[Saved data entries]
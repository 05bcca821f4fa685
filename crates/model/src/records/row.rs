use crate::core::value::Value;
use serde::{Deserialize, Serialize};

#[derive(Debug, Clone, Serialize, Deserialize, PartialEq)]
pub struct Field {
    pub name: String,
    pub value: Value,
}

impl Field {
    pub fn new(name: impl Into<String>, value: impl Into<Value>) -> Self {
        Self {
            name: name.into(),
            value: value.into(),
        }
    }
}

/// One record of a tabular source. Column order is the order the source
/// returned them in; lookups by name are case-insensitive.
#[derive(Debug, Clone, Serialize, Deserialize, PartialEq)]
pub struct Row {
    entity: String,
    fields: Vec<Field>,
}

impl Row {
    pub fn new(entity: &str, fields: Vec<Field>) -> Self {
        Row {
            entity: entity.to_string(),
            fields,
        }
    }

    /// Appends a column, replacing any existing column of the same name.
    pub fn with(mut self, name: &str, value: impl Into<Value>) -> Self {
        let value = value.into();
        match self
            .fields
            .iter_mut()
            .find(|f| f.name.eq_ignore_ascii_case(name))
        {
            Some(field) => field.value = value,
            None => self.fields.push(Field::new(name, value)),
        }
        self
    }

    pub fn entity(&self) -> &str {
        &self.entity
    }

    pub fn fields(&self) -> &[Field] {
        &self.fields
    }

    pub fn len(&self) -> usize {
        self.fields.len()
    }

    pub fn is_empty(&self) -> bool {
        self.fields.is_empty()
    }

    pub fn columns(&self) -> impl Iterator<Item = &str> {
        self.fields.iter().map(|f| f.name.as_str())
    }

    pub fn get(&self, column: &str) -> Option<&Value> {
        self.fields
            .iter()
            .find(|f| f.name.eq_ignore_ascii_case(column))
            .map(|f| &f.value)
    }

    /// Like [`Row::get`], but a missing column reads as `NULL`.
    pub fn get_value(&self, column: &str) -> Value {
        self.get(column).cloned().unwrap_or(Value::Null)
    }

    /// Returns a copy of the row restricted to `columns`, in the given order.
    pub fn project(&self, columns: &[String]) -> Row {
        let fields = columns
            .iter()
            .filter_map(|c| {
                self.fields
                    .iter()
                    .find(|f| f.name.eq_ignore_ascii_case(c))
                    .cloned()
            })
            .collect();
        Row::new(&self.entity, fields)
    }

    pub fn to_json(&self) -> serde_json::Value {
        let map = self
            .fields
            .iter()
            .map(|f| (f.name.clone(), f.value.to_json()))
            .collect::<serde_json::Map<_, _>>();
        serde_json::Value::Object(map)
    }
}

impl<'a> IntoIterator for &'a Row {
    type Item = &'a Field;
    type IntoIter = std::slice::Iter<'a, Field>;

    fn into_iter(self) -> Self::IntoIter {
        self.fields.iter()
    }
}

#[cfg(test)]
mod tests {
    use super::*;

    fn user_row() -> Row {
        Row::new(
            "user_data",
            vec![
                Field::new("user_id", "00234e50-34eb-4ce2-94ec-26e3fa749796"),
                Field::new("name", "Dan Altenwerth Jr."),
                Field::new("email", "Molly59@gmail.com"),
                Field::new("age", 67),
            ],
        )
    }

    #[test]
    fn test_get_is_case_insensitive() {
        let row = user_row();
        assert_eq!(row.get("AGE"), Some(&Value::Int(67)));
        assert_eq!(row.get("missing"), None);
        assert_eq!(row.get_value("missing"), Value::Null);
    }

    #[test]
    fn test_project_keeps_requested_order() {
        let row = user_row().project(&["age".to_string(), "name".to_string()]);
        let columns = row.columns().collect::<Vec<_>>();
        assert_eq!(columns, vec!["age", "name"]);
    }

    #[test]
    fn test_with_replaces_or_appends() {
        let row = user_row().with("Age", 68).with("active", true);
        assert_eq!(row.len(), 5);
        assert_eq!(row.get("age"), Some(&Value::Int(68)));
        assert_eq!(row.get("active"), Some(&Value::Boolean(true)));
    }

    #[test]
    fn test_to_json() {
        let json = user_row().to_json();
        assert_eq!(json["age"], serde_json::json!(67));
        assert_eq!(json["email"], serde_json::json!("Molly59@gmail.com"));
    }
}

## EXERCISE INSTRUCTIONS
What you should produce is an exact copy of the records above.

## TASK SOLUTION
repository 05bcca821f4fa685
filename crates/model/src/records/row.rs
use crate::core::value::Value;
use serde::{Deserialize, Serialize};

#[derive(Debug, Clone, Serialize, Deserialize, PartialEq)]
pub struct Field {
    pub name: String,
    pub value: Value,
}

impl Field {
    pub fn new(name: impl Into<String>, value: impl Into<Value>) -> Self {
        Self {
            name: name.into(),
            value: value.into(),
        }
    }
}

/// One record of a tabular source. Column order is the order the source
/// returned them in; lookups by name are case-insensitive.
#[derive(Debug, Clone, Serialize, Deserialize, PartialEq)]
pub struct Row {
    entity: String,
    fields: Vec<Field>,
}

impl Row {
    pub fn new(entity: &str, fields: Vec<Field>) -> Self {
        Row {
            entity: entity.to_string(),
            fields,
        }
    }

    /// Appends a column, replacing any existing column of the same name.
    pub fn with(mut self, name: &str, value: impl Into<Value>) -> Self {
        let value = value.into();
        match self
            .fields
            .iter_mut()
            .find(|f| f.name.eq_ignore_ascii_case(name))
        {
            Some(field) => field.value = value,
            None => self.fields.push(Field::new(name, value)),
        }
        self
    }

    pub fn entity(&self) -> &str {
        &self.entity
    }

    pub fn fields(&self) -> &[Field] {
        &self.fields
    }

    pub fn len(&self) -> usize {
        self.fields.len()
    }

    pub fn is_empty(&self) -> bool {
        self.fields.is_empty()
    }

    pub fn columns(&self) -> impl Iterator<Item = &str> {
        self.fields.iter().map(|f| f.name.as_str())
    }

    pub fn get(&self, column: &str) -> Option<&Value> {
        self.fields
            .iter()
            .find(|f| f.name.eq_ignore_ascii_case(column))
            .map(|f| &f.value)
    }

    /// Like [`Row::get`], but a missing column reads as `NULL`.
    pub fn get_value(&self, column: &str) -> Value {
        self.get(column).cloned().unwrap_or(Value::Null)
    }

    /// Returns a copy of the row restricted to `columns`, in the given order.
    pub fn project(&self, columns: &[String]) -> Row {
        let fields = columns
            .iter()
            .filter_map(|c| {
                self.fields
                    .iter()
                    .find(|f| f.name.eq_ignore_ascii_case(c))
                    .cloned()
            })
            .collect();
        Row::new(&self.entity, fields)
    }

    pub fn to_json(&self) -> serde_json::Value {
        let map = self
            .fields
            .iter()
            .map(|f| (f.name.clone(), f.value.to_json()))
            .collect::<serde_json::Map<_, _>>();
        serde_json::Value::Object(map)
    }
}

impl<'a> IntoIterator for &'a Row {
    type Item = &'a Field;
    type IntoIter = std::slice::Iter<'a, Field>;

    fn into_iter(self) -> Self::IntoIter {
        self.fields.iter()
    }
}

#[cfg(test)]
mod tests {
    use super::*;

    fn user_row() -> Row {
        Row::new(
            "user_data",
            vec![
                Field::new("user_id", "00234e50-34eb-4ce2-94ec-26e3fa749796"),
                Field::new("name", "Dan Altenwerth Jr."),
                Field::new("email", "Molly59@gmail.com"),
                Field::new("age", 67),
            ],
        )
    }

    #[test]
    fn test_get_is_case_insensitive() {
        let row = user_row();
        assert_eq!(row.get("AGE"), Some(&Value::Int(67)));
        assert_eq!(row.get("missing"), None);
        assert_eq!(row.get_value("missing"), Value::Null);
    }

    #[test]
    fn test_project_keeps_requested_order() {
        let row = user_row().project(&["age".to_string(), "name".to_string()]);
        let columns = row.columns().collect::<Vec<_>>();
        assert_eq!(columns, vec!["age", "name"]);
    }

    #[test]
    fn test_with_replaces_or_appends() {
        let row = user_row().with("Age", 68).with("active", true);
        assert_eq!(row.len(), 5);
        assert_eq!(row.get("age"), Some(&Value::Int(68)));
        assert_eq!(row.get("active"), Some(&Value::Boolean(true)));
    }

    #[test]
    fn test_to_json() {
        let json = user_row().to_json();
        assert_eq!(json["age"], serde_json::json!(67));
        assert_eq!(json["email"], serde_json::json!("Molly59@gmail.com"));
    }
}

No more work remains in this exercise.